I had my weekly session yesterday with my therapist, and while I’m not going to dive into the substance of our discussion (though I may get into those conversations in future posts), suffice to say we had a good and positive conversation. I was walking down the hall and had a bounce in my step when I noticed the elevator doors closing ahead of me, so I took two quick strides, extended my arm as the gap between the doors narrowed and…
….had the door close on my arm before bouncing open, the safety sensors working on a two second delay, it would seem. There was a woman in the elevator who I recognized as the building receptionist and she probably had been jamming the “Close Door” button furiously put her hand over her heart and exclaimed “Goodness, I thought you were going to kill yourself!”
Annoyed that she hadn’t just held the door I hissed “No, I tried that a few weeks back, but it didn’t take. WHICH IS WHY I’M HERE AT THE PSYCHIATRIC CENTER.”
She gasped, and, realizing what I had just said, I covered my mouth.
“I-I- I didn’t mean- I’m sorry,” she said softly, her voice trembling on the verge of tears.
“No, no, I’m sorry- I was… I was joking…” I clumsily replied, “Please, don’t worry about it.”

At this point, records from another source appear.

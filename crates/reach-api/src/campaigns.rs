//! Handlers for `/campaigns` endpoints.
//!
//! | Method | Path | Notes |
//! |--------|------|-------|
//! | `GET`  | `/campaigns` | Newest first |
//! | `POST` | `/campaigns` | Create and launch in one step |
//! | `POST` | `/campaigns/drafts` | Create without launching |
//! | `GET`  | `/campaigns/{id}` | 404 if not found |
//! | `POST` | `/campaigns/{id}/launch` | 409 unless the campaign is a draft |
//! | `GET`  | `/campaigns/{id}/logs` | Communication log, newest first |
//! | `POST` | `/campaigns/{id}/stats` | Recompute delivery aggregates |
//!
//! Launch responses return as soon as deliveries are scheduled; outcomes
//! arrive later through `/delivery-receipt`.

use axum::{
  Json,
  extract::{Path, State},
  http::StatusCode,
  response::IntoResponse,
};
use reach_campaign::LaunchReport;
use reach_core::{
  campaign::{Campaign, CampaignStats, NewCampaign},
  message::CommunicationLog,
  store::CrmStore,
};
use serde::Serialize;
use uuid::Uuid;

use crate::{AppState, JsonBody, error::ApiError};

#[derive(Debug, Serialize)]
#[serde(rename_all = "camelCase")]
pub struct LaunchResponse {
  pub campaign:        Campaign,
  pub messages_queued: usize,
}

impl From<LaunchReport> for LaunchResponse {
  fn from(report: LaunchReport) -> Self {
    Self { messages_queued: report.deliveries.len(), campaign: report.campaign }
  }
}

/// `GET /campaigns`
pub async fn list<S: CrmStore>(
  State(state): State<AppState<S>>,
) -> Result<Json<Vec<Campaign>>, ApiError> {
  let campaigns = state.store.list_campaigns().await.map_err(ApiError::store)?;
  Ok(Json(campaigns))
}

/// `POST /campaigns`
pub async fn create<S: CrmStore>(
  State(state): State<AppState<S>>,
  JsonBody(body): JsonBody<NewCampaign>,
) -> Result<impl IntoResponse, ApiError> {
  let report = state.dispatcher.create_and_launch(body).await?;
  Ok((StatusCode::CREATED, Json(LaunchResponse::from(report))))
}

/// `POST /campaigns/drafts`
pub async fn create_draft<S: CrmStore>(
  State(state): State<AppState<S>>,
  JsonBody(body): JsonBody<NewCampaign>,
) -> Result<impl IntoResponse, ApiError> {
  let campaign = state.dispatcher.create_draft(body).await?;
  Ok((StatusCode::CREATED, Json(campaign)))
}

/// `GET /campaigns/{id}`
pub async fn get_one<S: CrmStore>(
  State(state): State<AppState<S>>,
  Path(id): Path<Uuid>,
) -> Result<Json<Campaign>, ApiError> {
  let campaign = state
    .store
    .get_campaign(id)
    .await
    .map_err(ApiError::store)?
    .ok_or_else(|| ApiError::NotFound(format!("campaign {id} not found")))?;
  Ok(Json(campaign))
}

/// `POST /campaigns/{id}/launch`
pub async fn launch<S: CrmStore>(
  State(state): State<AppState<S>>,
  Path(id): Path<Uuid>,
) -> Result<Json<LaunchResponse>, ApiError> {
  let report = state.dispatcher.launch(id).await?;
  Ok(Json(report.into()))
}

/// `GET /campaigns/{id}/logs`
pub async fn logs<S: CrmStore>(
  State(state): State<AppState<S>>,
  Path(id): Path<Uuid>,
) -> Result<Json<Vec<CommunicationLog>>, ApiError> {
  if state.store.get_campaign(id).await.map_err(ApiError::store)?.is_none() {
    return Err(ApiError::NotFound(format!("campaign {id} not found")));
  }
  let logs = state.store.logs_for_campaign(id).await.map_err(ApiError::store)?;
  Ok(Json(logs))
}

/// `POST /campaigns/{id}/stats`
pub async fn stats<S: CrmStore>(
  State(state): State<AppState<S>>,
  Path(id): Path<Uuid>,
) -> Result<Json<CampaignStats>, ApiError> {
  Ok(Json(state.reconciler.recompute(id).await?))
}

We stood there for a few seconds in the silence. That’s when I noticed she must not have pressed a button for her floor. I didn’t want to reach in front of her, so I glanced at it, glanced at her (now in silent tears) and said “Sorry, can you hit floor one for me?”
It was the most awkward elevator ride ever. Just awful silence. Can you imagine?
Because I did imagine it. When she said “Goodness, I thought you were going to kill yourself!” I actually gave a fake laugh.
“Heh, no, just figured I’d catch this one.” I may as well have done the laugh Goofy does at the end of his sentences- you know the one- “Ahhh-hyuk!”
I imagined saying the bit about telling her I had tried to kill myself as I walked back to my car. Truth be told, the whole “kill yourself” thing was such an innocuous comment on her part and I’m sure it was said completely without malice. Still, it was kind of a trigger word (or phrase, I suppose). I don’t know if I wince when I overhear someone say something like “kill your/myself” or “suicidal” as hyperbole, but sometimes it feels like I do. I know it’s not something that most people do on a conscious level as it’s so ingrained in how we communicate (‘If that was my car, I’d kill myself’ or ‘Those NASCAR drivers are suicidal’). I’ve discovered that a large part of recovery is accepting the world as you find it, not as you’d like it.
Part of that acceptance is knowing that there are going to be triggers that bring up painful memories and recognizing when those triggers are meant to hurt and when they’re just dispatched by someone who doesn’t know any better. As time goes by I’ll get better at telling the difference.
I sometimes think of my recovery in these terms- before I was sober and before I was getting treatment for the depression and anxiety navigating life was like driving really fast down a back country road at night without headlights. You couldn’t see the bumps coming and when you hit them, you hit them hard. Now I can usually spot them, and if I can’t avoid them, I can take them at a slower speed and the bump isn’t as bad. Hearing a trigger word or phrase and being able to contextualize it and then deal with it or ignore it is a skill- like steering around a pothole or slowing down for a speed bump.
It will hopefully make for fewer awkward elevator rides.